The simplest style may be
struct writeback_control wbc = {
.sync_mode = WB_SYNC_NONE,
.nr_to_write = MAX_WRITEBACK_PAGES,
};
mapping->writeback_index = offset;
return do_writepages(mapping, &wbc);
But sure there will be many details to handle.
> > When talking the 4MB optimization, I was referring to the internal
> > implementation of bdi_start_inode_writeback(). Sorry for the missing
> > context in the previous email.
> >
>
> No worries, I was assuming it was something in mainline I didn't know
> yet :)
>
> > It may need a big patch to implement bdi_start_inode_writeback().
> > Would you like to try it, or leave the task to me?
> >
>
> If you send me a patch, I can try it out but it's not my highest
> priority right now. I'm still looking to get writeback-from-reclaim down
> to a reasonable level without causing a large amount of churn.

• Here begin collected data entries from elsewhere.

use std::f64::consts::PI;
use std::time::Duration;

use rand::SeedableRng;
use rand_chacha::ChaCha8Rng;
use rand_distr::{Distribution, Normal};

use crate::config::NavConfig;
use crate::error::{NavError, Result};
use crate::graph::Route;
use crate::navigation::WaypointSchedule;
use crate::sensors::{AccelSample, MagSample, SensorEvent, SensorKind};
use crate::signal_processing::compass_bearing;

/// Parameters for a synthetic walk
#[derive(Clone, Debug)]
pub struct WalkConfig {
    pub seed: Option<u64>,
    /// Steps per second
    pub cadence_hz: f64,
    /// Peak vertical acceleration above 1 g per stride, in g
    pub step_amplitude_g: f64,
    /// Gaussian noise on each accelerometer axis, in g
    pub accel_noise_g: f64,
    /// Gaussian noise on the heading, in degrees
    pub heading_noise_deg: f64,
    /// Standing still after the last step
    pub dwell_ms: u64,
    pub accel_period_ms: u64,
    pub mag_period_ms: u64,
    /// Inject a magnetometer stream failure at this time
    pub magnetometer_failure_ms: Option<u64>,
}

impl Default for WalkConfig {
    fn default() -> Self {
        Self {
            seed: None,
            cadence_hz: 1.8,
            step_amplitude_g: 0.35,
            accel_noise_g: 0.02,
            heading_noise_deg: 2.0,
            dwell_ms: 1000,
            accel_period_ms: 30,
            mag_period_ms: 100,
            magnetometer_failure_ms: None,
        }
    }
}

impl WalkConfig {
    pub fn with_seed(mut self, seed: u64) -> Self {
        self.seed = Some(seed);
        self
    }

    pub fn noiseless(mut self) -> Self {
        self.accel_noise_g = 0.0;
        self.heading_noise_deg = 0.0;
        self
    }

    /// Use the sample periods a navigator is configured for
    pub fn with_sample_periods(mut self, config: &NavConfig) -> Self {
        self.accel_period_ms = config.steps.sample_period_ms;
        self.mag_period_ms = config.heading.sample_period_ms;
        self
    }
}

/// Sensor streams for walking a route from start to finish
#[derive(Clone, Debug)]
pub struct SimulatedWalk {
    pub accelerometer: Vec<SensorEvent>,
    pub magnetometer: Vec<SensorEvent>,
    /// Strides taken
    pub steps: u32,
    pub duration: Duration,
}

impl SimulatedWalk {
    /// Both streams interleaved by timestamp
    ///
    /// A stream error takes the time of the sample before it.
    pub fn merged(&self) -> Vec<SensorEvent> {
        let mut events: Vec<(Duration, usize, SensorEvent)> = Vec::new();
        for stream in [&self.accelerometer, &self.magnetometer] {
            let mut last = Duration::ZERO;
            for event in stream {
                last = event.timestamp().unwrap_or(last);
                events.push((last, events.len(), event.clone()));
            }
        }
        events.sort_by_key(|(t, i, _)| (*t, *i));
        events.into_iter().map(|(_, _, e)| e).collect()
    }
}

fn create_rng(seed: Option<u64>) -> ChaCha8Rng {
    match seed {
        Some(s) => ChaCha8Rng::seed_from_u64(s),
        None => rand::make_rng(),
    }
}

fn normal(std_dev: f64) -> Result<Normal<f64>> {
    Normal::new(0.0, std_dev).map_err(|e| NavError::Config(format!("noise level {std_dev}: {e}")))
}

/// Generate accelerometer and magnetometer streams for walking `route`
///
/// The walker takes exactly as many strides as `schedule` needs to reach the
/// destination, one stride per cycle of a vertical sinusoid at
/// `cadence_hz`, and faces along whichever segment the schedule says they are
/// on. Magnetometer samples encode that facing as the horizontal field
/// vector, so `atan2(y, x)` gives back the heading.
pub fn simulate_walk(
    route: &Route,
    schedule: &WaypointSchedule,
    config: &WalkConfig,
) -> Result<SimulatedWalk> {
    if !(config.cadence_hz > 0.0) || config.accel_period_ms == 0 || config.mag_period_ms == 0 {
        return Err(NavError::Config(
            "walk cadence and sample periods must be positive".to_string(),
        ));
    }

    let mut rng = create_rng(config.seed);
    let accel_noise = normal(config.accel_noise_g)?;
    let heading_noise = normal(config.heading_noise_deg)?;

    let steps = schedule.steps_to_reach(route.last_index()).unwrap_or(0);
    let walking = Duration::from_secs_f64(steps as f64 / config.cadence_hz);
    let duration = walking + Duration::from_millis(config.dwell_ms);

    let bearings: Vec<f64> = route
        .nodes()
        .windows(2)
        .map(|w| compass_bearing(w[1].x - w[0].x, w[1].y - w[0].y))
        .collect();
    let facing = |t: Duration| -> f64 {
        if bearings.is_empty() {
            return 0.0;
        }
        let stride = (t.as_secs_f64() * config.cadence_hz) as u32;
        let segment = schedule
            .expected_index(stride.min(steps))
            .min(bearings.len() - 1);
        bearings[segment]
    };

    let accel_period = Duration::from_millis(config.accel_period_ms);
    let mut accelerometer = Vec::new();
    let mut t = Duration::ZERO;
    while t <= duration {
        let vertical = if t < walking {
            config.step_amplitude_g * (2.0 * PI * config.cadence_hz * t.as_secs_f64()).sin()
        } else {
            0.0
        };
        let sample = AccelSample::new(
            accel_noise.sample(&mut rng),
            accel_noise.sample(&mut rng),
            1.0 + vertical + accel_noise.sample(&mut rng),
            t,
        );
        accelerometer.push(SensorEvent::Accelerometer(sample));
        t += accel_period;
    }

    let mag_period = Duration::from_millis(config.mag_period_ms);
    let failure = config.magnetometer_failure_ms.map(Duration::from_millis);
    let mut magnetometer = Vec::new();
    let mut t = Duration::ZERO;
    while t <= duration {
        if failure.is_some_and(|f| t >= f) {
            magnetometer.push(SensorEvent::StreamError {
                kind: SensorKind::Magnetometer,
                message: "simulated magnetometer dropout".to_string(),
            });
            break;
        }
        let heading = (facing(t) + heading_noise.sample(&mut rng)).to_radians();
        magnetometer.push(SensorEvent::Magnetometer(MagSample::new(
            heading.cos(),
            heading.sin(),
            t,
        )));
        t += mag_period;
    }

    log::debug!(
        "Simulated {} steps over {:?}: {} accel, {} mag samples",
        steps,
        duration,
        accelerometer.len(),
        magnetometer.len()
    );

    Ok(SimulatedWalk {
        accelerometer,
        magnetometer,
        steps,
        duration,
    })
}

OK. That's already a great work.
> Here is the first pass anyway at kicking wakeup_flusher_threads() for
> inodes belonging to a list of pages. You'll note that I do nothing with
> page offset because I didn't spot a simple way of taking that
> information into account. It's also horrible from a locking perspective.
> So far, it's testing has been "it didn't crash".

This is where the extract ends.